Strategically placed at the confluence of the River Cherwell and the Thames (called the Isis here, from the Latin Tamesis), Oxford was a key Saxon town heavily fortified by Alfred the Great during the war against the Danes.

By the 11th century the Augustinian abbey in Oxford had begun training clerics, and when Henry II banned Anglo-Norman students from attending the Sorbonne in 1167, the abbey began to attract students in droves. Whether bored by the lack of distractions in the tiny town or revolted by the ignorance of the country folk we’ll never know, but the new students managed to create a lasting enmity with the local townspeople, culminating in the St Scholastica’s Day Massacre in 1355. Thereafter, the king ordered that the university be broken up into colleges, each of which then developed its own traditions.
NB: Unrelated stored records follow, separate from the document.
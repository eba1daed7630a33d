//! Network packets
//!
//! `Version (4b) | Type (4b) | TTL (8b) | Sequence (16b) | Payload`
//!
//! Bit 3 of the type nibble marks a data packet whose user payload is an
//! LZ4 block, the origin address ahead of it is never compressed.

use byteorder::{ByteOrder, LittleEndian};
use bytes::{Bytes, BytesMut, BufMut};

use super::{DecodeError, Malformed};
use super::mac::MAX_PAYLOAD_LEN;
use crate::node::Address;

pub const NET_VERSION: u8 = 1;
pub const NET_HEADER_LEN: usize = 4;
pub const MAX_NET_PAYLOAD_LEN: usize = MAX_PAYLOAD_LEN - NET_HEADER_LEN;

/// Largest user payload in a data packet, after the origin address
pub const MAX_DATA_LEN: usize = MAX_NET_PAYLOAD_LEN - Address::LEN;

/// Encoded OGM payload length
pub const OGM_LEN: usize = Address::LEN + 4 + Address::LEN;

const COMPRESSED_FLAG: u8 = 0x08;
const TYPE_MASK: u8 = 0x07;

#[derive(Debug, Clone, Copy, PartialEq, Eq)]
pub enum PacketType {
    Data = 0,
    Ogm = 1,
}

#[derive(Debug, Clone, Copy, PartialEq)]
pub struct NetHeader {
    pub kind: PacketType,
    pub ttl: u8,
    pub seq: u16,
    /// User data is LZ4 block compressed
    pub compressed: bool,
}

impl NetHeader {
    pub fn encode(&self, buff: &mut [u8]) -> usize {
        let flags = match self.compressed {
            true => COMPRESSED_FLAG,
            false => 0,
        };
        buff[0] = (NET_VERSION << 4) | flags | (self.kind as u8 & TYPE_MASK);
        buff[1] = self.ttl;
        LittleEndian::write_u16(&mut buff[2..], self.seq);
        NET_HEADER_LEN
    }

    pub fn decode(buff: &[u8]) -> Result<(Self, usize), Malformed> {
        if buff.len() < NET_HEADER_LEN {
            return Err(Malformed::Truncated);
        }

        let version = buff[0] >> 4;
        if version != NET_VERSION {
            return Err(Malformed::Version(version));
        }

        let kind = match buff[0] & TYPE_MASK {
            0 => PacketType::Data,
            1 => PacketType::Ogm,
            t => return Err(Malformed::PacketType(t)),
        };

        let compressed = buff[0] & COMPRESSED_FLAG != 0;
        if compressed && kind != PacketType::Data {
            return Err(Malformed::Reserved);
        }

        let h = Self {
            kind,
            ttl: buff[1],
            seq: LittleEndian::read_u16(&buff[2..]),
            compressed,
        };

        Ok((h, NET_HEADER_LEN))
    }
}

#[derive(Debug, Clone, PartialEq)]
pub struct NetworkPacket {
    pub header: NetHeader,
    payload: Bytes,
}

impl NetworkPacket {
    pub fn new(header: NetHeader, payload: Bytes) -> Result<Self, Malformed> {
        if payload.len() > MAX_NET_PAYLOAD_LEN {
            return Err(Malformed::Length);
        }
        Ok(Self{ header, payload })
    }

    /// Data packet carrying its origin ahead of the user payload
    pub fn data(origin: Address, ttl: u8, seq: u16, data: &[u8]) -> Result<Self, Malformed> {
        if data.len() > MAX_DATA_LEN {
            return Err(Malformed::Length);
        }

        let mut b = BytesMut::with_capacity(Address::LEN + data.len());
        b.resize(Address::LEN, 0);
        origin.encode(&mut b);
        b.put_slice(data);

        Self::new(NetHeader{ kind: PacketType::Data, ttl, seq, compressed: false }, b.freeze())
    }

    /// Data packet with the user payload compressed, falling back to a plain
    /// data packet when compression does not shrink it
    pub fn compressed_data(origin: Address, ttl: u8, seq: u16, data: &[u8]) -> Result<Self, Malformed> {
        if data.len() > MAX_DATA_LEN {
            return Err(Malformed::Length);
        }

        let packed = lz4_flex::block::compress(data);
        if packed.len() >= data.len() {
            return Self::data(origin, ttl, seq, data);
        }

        let mut p = Self::data(origin, ttl, seq, &packed)?;
        p.header.compressed = true;
        Ok(p)
    }

    pub fn ogm(ogm: &Ogm) -> Self {
        let mut b = [0u8; OGM_LEN];
        ogm.originator.encode(&mut b[0..]);
        LittleEndian::write_f32(&mut b[6..], ogm.metric);
        ogm.prev_hop.encode(&mut b[10..]);

        Self {
            header: NetHeader{ kind: PacketType::Ogm, ttl: ogm.ttl, seq: ogm.seq, compressed: false },
            payload: Bytes::copy_from_slice(&b),
        }
    }

    pub fn payload(&self) -> &[u8] {
        &self.payload
    }

    /// Origin and user payload of a data packet
    pub fn data_parts(&self) -> Result<(Address, &[u8]), Malformed> {
        if self.header.kind != PacketType::Data {
            return Err(Malformed::Content);
        }
        if self.payload.len() < Address::LEN {
            return Err(Malformed::Truncated);
        }

        Ok((Address::decode(&self.payload), &self.payload[Address::LEN..]))
    }

    /// Origin and user payload of a data packet, decompressed where needed
    pub fn user_data(&self) -> Result<(Address, Bytes), Malformed> {
        let (origin, data) = self.data_parts()?;
        if !self.header.compressed {
            return Ok((origin, Bytes::copy_from_slice(data)));
        }

        let mut b = vec![0u8; MAX_DATA_LEN];
        let n = lz4_flex::block::decompress_into(data, &mut b)
            .map_err(|_| Malformed::Compression)?;
        b.truncate(n);

        Ok((origin, Bytes::from(b)))
    }

    pub fn as_ogm(&self) -> Result<Ogm, Malformed> {
        if self.header.kind != PacketType::Ogm {
            return Err(Malformed::Content);
        }
        if self.payload.len() != OGM_LEN {
            return Err(Malformed::Length);
        }

        let b = &self.payload;
        let metric = LittleEndian::read_f32(&b[6..]);
        if !(0.0..=1.0).contains(&metric) {
            return Err(Malformed::Metric);
        }

        Ok(Ogm {
            originator: Address::decode(&b[0..]),
            seq: self.header.seq,
            ttl: self.header.ttl,
            metric,
            prev_hop: Address::decode(&b[10..]),
        })
    }

    /// Copy of this packet with the TTL decremented, `None` once exhausted
    pub fn forwarded(&self) -> Option<Self> {
        match self.header.ttl {
            0 | 1 => None,
            t => Some(Self {
                header: NetHeader{ ttl: t - 1, ..self.header },
                payload: self.payload.clone(),
            }),
        }
    }

    pub fn len(&self) -> usize {
        NET_HEADER_LEN + self.payload.len()
    }

    pub fn is_empty(&self) -> bool {
        self.payload.is_empty()
    }

    pub fn encode(&self) -> Bytes {
        let mut b = BytesMut::with_capacity(self.len());
        b.resize(NET_HEADER_LEN, 0);
        self.header.encode(&mut b);
        b.put_slice(&self.payload);
        b.freeze()
    }

    pub fn decode(buff: &[u8]) -> Result<Self, DecodeError> {
        let (header, n) = NetHeader::decode(buff)?;

        let payload = &buff[n..];
        if payload.len() > MAX_NET_PAYLOAD_LEN {
            return Err(Malformed::Length.into());
        }

        Ok(Self{ header, payload: Bytes::copy_from_slice(payload) })
    }
}

/// Originator message, a periodic route advertisement
#[derive(Debug, Clone, Copy, PartialEq)]
pub struct Ogm {
    pub originator: Address,
    pub seq: u16,
    pub ttl: u8,
    /// Accumulated path metric in [0, 1]
    pub metric: f32,
    /// Neighbour the relaying node learned this advertisement from
    pub prev_hop: Address,
}

#[cfg(test)]
mod test {
    use super::*;

    #[test]
    fn header_layout() {
        let p = NetworkPacket::data(Address(0x0a), 32, 0x1234, &[9, 8, 7]).unwrap();
        let b = p.encode();

        assert_eq!(b[0], 0x10);
        assert_eq!(b[1], 32);
        assert_eq!(&b[2..4], &[0x34, 0x12]);
        assert_eq!(&b[4..10], &[0x0a, 0, 0, 0, 0, 0]);
        assert_eq!(&b[10..], &[9, 8, 7]);

        let d = NetworkPacket::decode(&b).unwrap();
        assert_eq!(d.data_parts(), Ok((Address(0x0a), &[9u8, 8, 7][..])));
        assert_eq!(d.as_ogm(), Err(Malformed::Content));
    }

    #[test]
    fn ogm_fields() {
        let o = Ogm{ originator: Address(0xaa), seq: 65535, ttl: 31, metric: 0.625, prev_hop: Address(0xbb) };
        let p = NetworkPacket::ogm(&o);

        let d = NetworkPacket::decode(&p.encode()).unwrap();
        assert_eq!(d.header.kind, PacketType::Ogm);
        assert_eq!(d.as_ogm(), Ok(o));
    }

    #[test]
    fn ogm_metric_bounds() {
        for metric in [f32::NAN, f32::INFINITY, -0.1, 1.01] {
            let o = Ogm{ originator: Address(0xaa), seq: 1, ttl: 5, metric, prev_hop: Address(0xbb) };
            let d = NetworkPacket::decode(&NetworkPacket::ogm(&o).encode()).unwrap();
            assert_eq!(d.as_ogm(), Err(Malformed::Metric));
        }
    }

    #[test]
    fn invalid_headers() {
        assert_eq!(NetworkPacket::decode(&[0x10, 1]), Err(DecodeError::Malformed(Malformed::Truncated)));
        assert_eq!(NetworkPacket::decode(&[0x20, 1, 0, 0]), Err(DecodeError::Malformed(Malformed::Version(2))));
        assert_eq!(NetworkPacket::decode(&[0x17, 1, 0, 0]), Err(DecodeError::Malformed(Malformed::PacketType(7))));
        // Only data payloads are compressed
        assert_eq!(NetworkPacket::decode(&[0x19, 1, 0, 0]), Err(DecodeError::Malformed(Malformed::Reserved)));
        assert_eq!(NetworkPacket::data(Address(1), 1, 0, &[0u8; MAX_DATA_LEN + 1]), Err(Malformed::Length));
    }

    #[test]
    fn compressed_payloads() {
        let text = b"position report position report position report position report";
        let p = NetworkPacket::compressed_data(Address(0x0a), 8, 3, text).unwrap();
        assert!(p.header.compressed);
        assert!(p.len() < NET_HEADER_LEN + Address::LEN + text.len());

        let b = p.encode();
        assert_eq!(b[0], 0x18);

        let d = NetworkPacket::decode(&b).unwrap();
        assert_eq!(d.user_data(), Ok((Address(0x0a), Bytes::copy_from_slice(text))));

        // Forwarding keeps the payload packed
        assert!(d.forwarded().unwrap().header.compressed);

        // Incompressible data is sent as is
        let p = NetworkPacket::compressed_data(Address(0x0a), 8, 4, &[1, 2, 3]).unwrap();
        assert!(!p.header.compressed);
        assert_eq!(p.user_data(), Ok((Address(0x0a), Bytes::from_static(&[1, 2, 3]))));
    }

    #[test]
    fn corrupt_compressed_payload() {
        let mut b = NetworkPacket::data(Address(0x0a), 8, 3, &[0xf0, 0xff, 0xff]).unwrap().encode().to_vec();
        b[0] |= 0x08;

        let d = NetworkPacket::decode(&b).unwrap();
        assert_eq!(d.user_data(), Err(Malformed::Compression));
    }

    #[test]
    fn forwarding_ttl() {
        let p = NetworkPacket::data(Address(1), 2, 0, &[1]).unwrap();
        let f = p.forwarded().unwrap();
        assert_eq!(f.header.ttl, 1);
        assert!(f.forwarded().is_none());
    }
}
The first colleges, Balliol, Merton and University, were built in the 13th century, with at least three more being added in each of the following three centuries. Newer colleges, such as Keble, were added in the 19th and 20th centuries to cater for an ever-expanding student population. Old habits die hard at Oxford however, and it was 1877 before lecturers were allowed to marry, and another year before female students were admitted. Even then, it still took another 42 years before women would be granted a degree for their four years of hard work. Today, there are 39 colleges that cater for about 16,500 students, and in 2006 the last all-female college, St Hilda’s, historically voted to allow male students and academics onto its grounds.

Meanwhile, the arrival of the canal system in 1790 had a profound effect on the rest of Oxford. By creating a link with the Midlands’ industrial centres, work and trade suddenly expanded beyond the academic core. However, the city’s real industrial boom came when William Morris began producing cars here in 1913. With the success of his Bullnose Morris and Morris Minor his Cowley factory went on to become one of the largest motor plants in the world. Although the works have been scaled down since their heyday, new Minis still run off BMW’s Cowley production line today.